Serpent / AI strategy study / mathematical notes

Serpent AI Strategy Study: From Shortest Paths to Pressure Control

This is not a normal game guide. It is a record of how a small browser game turned into a pathfinding problem, then a resource economy, then a geometric pressure-control problem.

← Articles · Play Serpent · Open all strategy replays · 中文版本

Main claim: Serpent is no longer just a shortest-path variant of Snake. It is a control problem with stochastic resources, geometric pressure, and a hard time constraint.

The first question was: how can the agent eat more food? The final question became: under a 30-second feeding constraint, how can the agent use food, bonuses, walls, and hazards to regulate geometric pressure P=Nq² while keeping score drift positive?

0. Problem redefinition: from a small game to a dynamical system

At first, I thought Serpent was a Snake variant: eat objects, avoid obstacles, survive as long as possible. That description is not wrong, but it is too shallow.
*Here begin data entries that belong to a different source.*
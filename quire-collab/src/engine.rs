//! Per-document sync engine.
//!
//! ## Lifecycle
//!
//! ```text
//! Uninitialized ──open()──► Loading ──checkpoint──► Replaying ──entries──► Live
//!                             │                                           ▲
//!                             └── corrupt checkpoint: replay from key 0 ──┘
//! ```
//!
//! ## Live flow
//!
//! ```text
//! submit_local_edit ─► validate against view ─► OfflineQueue ─► flush()
//!                                                                  │
//!                           ChangeLogClient::append_entry ◄────────┘
//!                                  │ lost race: absorb winner, rebase, retry
//!                                  ▼
//!                          doc ← winners + our entry
//!
//! change feed ─► key ≤ latest: acknowledgement
//!             ─► key = latest+1: apply (with repair), rebase queued edits
//!             ─► key > latest+1: backfill the gap first
//! ```
//!
//! `doc` is the state after the last applied log entry; `view` is `doc`
//! plus every queued local edit, which is what the user sees.
//!
//! Reference: Kleppmann — DDIA, Chapter 9 (Total Order Broadcast)

use std::collections::{BTreeSet, HashSet};
use std::fmt;
use std::sync::Arc;

use quire_core::{
    apply_all, compress_steps, rebase_steps, Document, InvalidStepError, Mapping, Step,
};
use tokio::sync::mpsc;
use tokio::time::{Interval, MissedTickBehavior};

use crate::changelog::{AppendOutcome, ChangeLogClient, ChangeSubscription, LogRecord};
use crate::checkpoint::CheckpointManager;
use crate::codec::{encode, now_millis, ChangeEntry, Meta};
use crate::config::EngineConfig;
use crate::error::SyncError;
use crate::presence::{RemoteSelection, SelectionIntent, SelectionTracker};
use crate::queue::{OfflineQueue, PendingEdit};
use crate::storage::{selection_path, selections_prefix, FeedEvent, LogStore, Subscription};

#[derive(Debug, Clone, Copy, PartialEq, Eq)]
pub enum SyncState {
    Uninitialized,
    Loading,
    Replaying,
    Live,
}

impl fmt::Display for SyncState {
    fn fmt(&self, f: &mut fmt::Formatter<'_>) -> fmt::Result {
        f.write_str(match self {
            SyncState::Uninitialized => "uninitialized",
            SyncState::Loading => "loading",
            SyncState::Replaying => "replaying",
            SyncState::Live => "live",
        })
    }
}

#[derive(Debug, Clone, Copy, PartialEq, Eq)]
pub enum Connectivity {
    Online,
    /// The store is unreachable; local edits are queued.
    Offline,
}

/// A logged step that could not be applied and was left out.
#[derive(Debug, Clone, PartialEq, Eq)]
pub struct CorruptStep {
    pub key: u64,
    /// `None` when the whole entry was unreadable.
    pub index: Option<usize>,
    pub reason: String,
}

/// Notifications for the UI.
#[derive(Debug, Clone, PartialEq, Eq)]
pub enum RemoteChange {
    /// Another client's entry was applied.
    Applied { key: u64, client_id: String, steps: usize },
    SelectionsChanged,
    Connectivity(Connectivity),
    Corruption(CorruptStep),
    /// Queued local steps stopped applying after a rebase and were dropped.
    EditsExcluded { count: usize },
}

/// Result of pushing the queue to the log.
#[derive(Debug, Clone, Copy, PartialEq, Eq)]
pub enum FlushOutcome {
    /// Nothing was queued.
    Idle,
    Committed { key: u64 },
    /// Every queued step was excluded while rebasing.
    Emptied,
    /// The store is unreachable; `pending` edits remain queued.
    Queued { pending: usize },
}

/// Result of applying a list of steps one entry's worth at a time.
#[derive(Debug, Clone)]
pub(crate) struct Repaired {
    pub doc: Document,
    pub applied: Vec<Step>,
    pub failures: Vec<(usize, InvalidStepError)>,
}

/// Applies `steps` in order. If the batch fails as a whole, each step is
/// retried on its own and the ones that still fail are skipped.
pub(crate) fn apply_with_repair(doc: &Document, steps: &[Step]) -> Repaired {
    if let Ok(next) = apply_all(doc, steps) {
        return Repaired {
            doc: next,
            applied: steps.to_vec(),
            failures: Vec::new(),
        };
    }
    let mut current = doc.clone();
    let mut applied = Vec::with_capacity(steps.len());
    let mut failures = Vec::new();
    for (index, step) in steps.iter().enumerate() {
        match step.apply(&current) {
            Ok(next) => {
                current = next;
                applied.push(step.clone());
            }
            Err(e) => failures.push((index, e)),
        }
    }
    Repaired {
        doc: current,
        applied,
        failures,
    }
}

/// One log entry folded into a document.
#[derive(Debug, Clone)]
pub(crate) struct Absorbed {
    pub key: u64,
    pub client_id: Option<String>,
    pub applied: Vec<Step>,
    pub corrupt: Vec<CorruptStep>,
}

pub(crate) fn absorb_record(doc: &Document, record: &LogRecord) -> (Document, Absorbed) {
    match record {
        LogRecord::Entry(entry) => {
            let repaired = apply_with_repair(doc, &entry.steps);
            let corrupt = repaired
                .failures
                .into_iter()
                .map(|(index, e)| CorruptStep {
                    key: entry.key,
                    index: Some(index),
                    reason: e.to_string(),
                })
                .collect();
            (
                repaired.doc,
                Absorbed {
                    key: entry.key,
                    client_id: Some(entry.client_id.clone()),
                    applied: repaired.applied,
                    corrupt,
                },
            )
        }
        LogRecord::Undecodable { key, reason } => (
            doc.clone(),
            Absorbed {
                key: *key,
                client_id: None,
                applied: Vec::new(),
                corrupt: vec![CorruptStep {
                    key: *key,
                    index: None,
                    reason: reason.clone(),
                }],
            },
        ),
    }
}

/// Rebases `steps` over `over` and keeps the ones that still apply to
/// `base` in sequence. Returns the survivors and how many were excluded.
pub(crate) fn rebase_validated(
    steps: &[Step],
    over: &[Step],
    base: &Document,
) -> (Vec<Step>, usize) {
    let rebased = rebase_steps(steps, over);
    let mut excluded = rebased.dropped.len();
    for index in &rebased.dropped {
        log::warn!("excluding local step {index}: its target was deleted concurrently");
    }
    let mut view = base.clone();
    let mut survivors = Vec::with_capacity(rebased.steps.len());
    for step in rebased.steps {
        match step.apply(&view) {
            Ok(next) => {
                view = next;
                survivors.push(step);
            }
            Err(e) => {
                log::warn!("excluding local step {step}: {e}");
                excluded += 1;
            }
        }
    }
    (survivors, excluded)
}
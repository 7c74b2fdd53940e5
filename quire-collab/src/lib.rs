//! # quire-collab
//!
//! Log-based collaborative editing for `quire-core` documents.
//!
//! Every client appends its edits to a shared, totally ordered change log
//! through optimistic conditional writes, replays the log to build its
//! document, and rebases unsent local edits over whatever landed first.
//!
//! ## Architecture
//!
//! ```text
//! ┌─────────────┐     ┌──────────────────────────────┐     ┌──────────────┐
//! │ Editor UI   │ ──► │ DocumentHandle / SyncEngine  │ ──► │ LogStore     │
//! │             │ ◄── │  ChangeLogClient  (append)   │ ◄── │  Memory      │
//! │ RemoteChange│     │  CheckpointManager (every N) │     │  RocksDB     │
//! └─────────────┘     │  SelectionTracker (presence) │     └──────────────┘
//!                     │  ForkManager (fork/rebase)   │
//!                     └──────────────────────────────┘
//! ```
//!
//! Reference: Kleppmann — DDIA, Chapter 9 (Consistency and Consensus)

pub mod changelog;
pub mod checkpoint;
pub mod codec;
pub mod config;
pub mod engine;
pub mod error;
pub mod fork;
pub mod handle;
pub mod presence;
pub mod queue;
pub mod storage;

pub use changelog::{AppendAttempt, AppendOutcome, ChangeLogClient, ChangeSubscription, LogRecord};
pub use checkpoint::CheckpointManager;
pub use codec::{
    ChangeEntry, Checkpoint, CommitRecord, ForkRecord, Meta, MetaValue, SelectionRecord,
};
pub use config::EngineConfig;
pub use engine::{Connectivity, CorruptStep, FlushOutcome, RemoteChange, SyncEngine, SyncState};
pub use error::SyncError;
pub use fork::{ForkManager, RebaseOutcome};
pub use handle::{new_client_id, open_document, DocumentHandle};
pub use presence::{CursorColor, RemoteSelection, SelectionIntent, SelectionTracker};
pub use queue::{OfflineQueue, PendingEdit};
pub use storage::{LogStore, MemoryLogStore, RocksConfig, RocksLogStore, StoreError};
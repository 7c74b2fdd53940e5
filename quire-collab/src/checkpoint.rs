//! Periodic document snapshots.
//!
//! After the entry at every multiple of the checkpoint interval is applied,
//! the document is written to `D/checkpoint` so new clients replay at most
//! one interval of entries. Writes run on background tasks and never block
//! editing; a failed write is logged and the next interval tries again.

use std::sync::Arc;

use futures_util::future::join_all;
use quire_core::Document;
use tokio::task::JoinHandle;

use crate::codec::{now_millis, Checkpoint};
use crate::error::SyncError;
use crate::storage::{checkpoint_path, LogStore};

/// Writes `checkpoint` unless the stored one is already at the same or a
/// later key. Returns whether it wrote.
pub(crate) async fn write_checkpoint<S: LogStore>(
    store: &S,
    doc_id: &str,
    checkpoint: &Checkpoint,
) -> Result<bool, SyncError> {
    let path = checkpoint_path(doc_id);
    if let Some(bytes) = store.read(&path).await? {
        match Checkpoint::decode(&bytes) {
            Ok(existing) if existing.key >= checkpoint.key => return Ok(false),
            Ok(_) => {}
            Err(e) => log::warn!("{doc_id}: overwriting undecodable checkpoint ({e})"),
        }
    }
    store.write(&path, checkpoint.encode()?).await?;
    Ok(true)
}

pub struct CheckpointManager<S: LogStore> {
    store: Arc<S>,
    doc_id: String,
    interval: u64,
    in_flight: Vec<JoinHandle<()>>,
}

impl<S: LogStore> CheckpointManager<S> {
    pub fn new(store: Arc<S>, doc_id: impl Into<String>, interval: u64) -> Self {
        Self {
            store,
            doc_id: doc_id.into(),
            interval,
            in_flight: Vec::new(),
        }
    }

    pub fn should_checkpoint(&self, key: u64) -> bool {
        self.interval > 0 && key > 0 && key % self.interval == 0
    }

    /// Starts a background write if `key` is on an interval boundary.
    /// `doc` must be the document after entry `key`.
    pub fn maybe_checkpoint(&mut self, key: u64, doc: &Document) -> bool {
        if !self.should_checkpoint(key) {
            return false;
        }
        let checkpoint = Checkpoint {
            key,
            snapshot: doc.clone(),
            timestamp: now_millis(),
        };
        let store = Arc::clone(&self.store);
        let doc_id = self.doc_id.clone();
        let handle = tokio::spawn(async move {
            match write_checkpoint(&*store, &doc_id, &checkpoint).await {
                Ok(true) => log::info!("{doc_id}: checkpoint written at key {}", checkpoint.key),
                Ok(false) => {
                    log::debug!("{doc_id}: checkpoint at key {} already superseded", checkpoint.key)
                }
                Err(e) => log::warn!("{doc_id}: checkpoint at key {} failed: {e}", checkpoint.key),
            }
        });
        self.in_flight.retain(|h| !h.is_finished());
        self.in_flight.push(handle);
        true
    }

    /// Number of writes not yet finished.
    pub fn pending(&self) -> usize {
        self.in_flight.iter().filter(|h| !h.is_finished()).count()
    }

    /// Waits for every in-flight write.
    pub async fn settle(&mut self) {
        for result in join_all(self.in_flight.drain(..)).await {
            if let Err(e) = result {
                log::warn!("{}: checkpoint task failed: {e}", self.doc_id);
            }
        }
    }
}
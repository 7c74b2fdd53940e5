//! Forks, commits and rebasing a fork back onto its parent.
//!
//! ```text
//! parent  ──E0──┬──E2 (parent entries after the fork)──► head
//!               │
//!        forked_at_key
//!               │
//! fork          └──E1 (fork entries)──►
//!
//! rebase(fork):  E1' = rebase(E1 over E2), validated against head,
//!                appended to the parent as one entry (meta rebased = true)
//! ```
//!
//! A fork starts as a checkpoint of the parent at `forked_at_key`, so its
//! own log continues at `forked_at_key + 1`. The parent document at that
//! key is also kept under the fork's `fork_doc` slot; E1 and E2 are the
//! steps that actually applied when each log is replayed from it.
//! Commits slice a document's log into named windows; `rebase_commit`
//! moves a single window.
//!
//! A client claims a merge under the fork before appending anything, so a
//! fork or commit raced by two clients lands on the parent once.

use std::sync::Arc;

use quire_core::{rebase_steps, rebase_steps_after, Document, Step};

use crate::changelog::{AppendOutcome, ChangeLogClient, LogRecord};
use crate::checkpoint::write_checkpoint;
use crate::codec::{
    decode, decode_snapshot, encode, encode_snapshot, now_millis, Checkpoint, CommitRecord,
    CurrentCommit, ForkMarker, ForkRecord, Meta, MetaValue, META_COMMIT, META_FORK, META_REBASED,
};
use crate::engine::{absorb_record, SyncEngine};
use crate::error::SyncError;
use crate::storage::{
    commit_claim_path, commit_path, commits_prefix, current_commit_path, fork_data_path,
    fork_doc_path, fork_marker_path, forks_prefix, merge_claim_path, LogStore,
};

/// What a rebase appended to the parent.
#[derive(Debug, Clone, PartialEq, Eq)]
pub struct RebaseOutcome {
    /// Key of the appended entry; `None` when nothing was left to append.
    pub key: Option<u64>,
    pub steps: usize,
    /// Fork steps whose target was deleted on the parent.
    pub dropped: usize,
}

/// Replays `records` onto `doc` and collects the steps that applied from
/// entries in `(after, until]`. Corrupt steps and unreadable entries
/// contribute nothing.
fn applied_between(
    mut doc: Document,
    records: &[LogRecord],
    after: u64,
    until: u64,
    doc_id: &str,
) -> Vec<Step> {
    let mut steps = Vec::new();
    for record in records.iter().take_while(|r| r.key() <= until) {
        let (next, absorbed) = absorb_record(&doc, record);
        doc = next;
        if absorbed.key <= after {
            continue;
        }
        if !absorbed.corrupt.is_empty() {
            log::warn!(
                "{doc_id}: entry {} contributes {} of its steps, the rest are corrupt",
                absorbed.key,
                absorbed.applied.len()
            );
        }
        steps.extend(absorbed.applied);
    }
    steps
}

/// Rebases `steps` over `over` after undoing `undo`, then checks that the
/// result applies to `head` as a whole.
fn rebase_checked(
    undo: &[Step],
    steps: &[Step],
    over: &[Step],
    head: &Document,
) -> Result<(Vec<Step>, usize), SyncError> {
    let rebased = if undo.is_empty() {
        rebase_steps(steps, over)
    } else {
        rebase_steps_after(undo, steps, over)
    };
    for index in &rebased.dropped {
        log::warn!("fork step {index} dropped: its target no longer exists on the parent");
    }
    let mut doc = head.clone();
    for (index, step) in rebased.steps.iter().enumerate() {
        doc = step
            .apply(&doc)
            .map_err(|source| SyncError::RebaseFailed { index, source })?;
    }
    Ok((rebased.steps, rebased.dropped.len()))
}
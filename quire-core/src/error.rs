//! Errors raised when a step no longer fits the document it is applied to.

use thiserror::Error;

/// A step's positions or node types do not match the document.
///
/// This is the corruption signal consumed by the sync engine: a step that
/// fails with this error is isolated and excluded rather than aborting the
/// whole replay.
#[derive(Error, Debug, Clone, PartialEq, Eq)]
pub enum InvalidStepError {
    #[error("position {pos} is outside the document (size {size})")]
    OutOfRange { pos: usize, size: usize },
    #[error("range {from}..{to} is inverted")]
    InvertedRange { from: usize, to: usize },
    #[error("range {from}..{to} does not lie inside a single block")]
    CrossesBlocks { from: usize, to: usize },
    #[error("position {pos} is not a block boundary")]
    NotABoundary { pos: usize },
    #[error("position {pos} is not inside block content")]
    NotInContent { pos: usize },
    #[error("mark {mark} is not allowed in {kind}")]
    MarkNotAllowed { mark: String, kind: String },
    #[error("invalid block type: {0}")]
    InvalidBlockType(String),
    #[error("the document must contain at least one block")]
    EmptyDocument,
    #[error("nothing to join at position {pos}")]
    NothingToJoin { pos: usize },
}

#[cfg(test)]
mod tests {
    use super::*;

    #[test]
    fn test_error_display() {
        let err = InvalidStepError::OutOfRange { pos: 12, size: 4 };
        assert_eq!(err.to_string(), "position 12 is outside the document (size 4)");

        let err = InvalidStepError::CrossesBlocks { from: 1, to: 9 };
        assert!(err.to_string().contains("single block"));

        let err = InvalidStepError::MarkNotAllowed {
            mark: "strong".into(),
            kind: "code_block".into(),
        };
        assert_eq!(err.to_string(), "mark strong is not allowed in code_block");
    }
}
Once Greedy, A*, Lookahead, NoGrow, TailGuard, Depth-2, and MinLength strategies were tested, the game stopped looking like a simple “which AI scores higher” exercise. It exposed a structure: score grows, length grows, size perturbs geometry, walls and hazards trim the body, and timeout forces the system to eat periodically.

So the real question is not “how do we get a high score?” It is: what is the correct long-term control variable in Serpent?

Early objective: maximize score Middle objective: maximize score subject to survival Late objective: maximize E[dS/dt] subject to E[dP/dt] ≈ 0, τ < 30s, low death risk

The answer is not simply length, and it is not simply size. The right aggregate variable is:

pressure = length × size² P(t) = N(t)q(t)²

1. Mathematical abstraction of the game rules

1.1 State variables

Let the current game state be:

X(t) = {N(t), q(t), S(t), τ(t), M(t)}
SymbolMeaning
N(t)Snake length, measured in body segments.
q(t)Snake size or thickness, taking values 1, 2, or 3.
S(t)Current score.
τ(t)Time since the last normal food or bonus was eaten.
M(t)Map state: food, bonus, hazard, obstacles, and the body shape.

The code constants translate directly into constraints: MAX_SIZE = 3, no-progress death at NO_PROGRESS_TIMEOUT = 30000ms, normal food gives +10, a big bonus gives +50, hazards give -20, obstacle score costs are -5/-10/-15, and obstacle segment losses are 1/1/2.

1.2 Action variables

On each tick, the agent directly controls direction:

u(t) ∈ {up, down, left, right}

At the strategy level, however, it is choosing between action types:

ActionNotationEffect
Eat normal foodF+10 score, +1 segment, reset τ
Eat big bonusB+50 score, +1 segment, size may increase, reset τ
Hit fragile wallW1-5 score, -1 segment, keep at least 1 segment
Hit brick wallW2-10 score, -1 segment, keep at least 1 segment
Hit iron wallW3-15 score, -2 segments, keep at least 1 segment
Eat hazardH-20 score, -2 segments, keep at least 1 segment, does not reset τ
Wait / detourØNo score or length change, but consumes timeout margin.
Implementation detail: a hazard can trim length, but it does not refresh lastFoodEaten. So hazards are pressure-relief resources, not survival-clock resources.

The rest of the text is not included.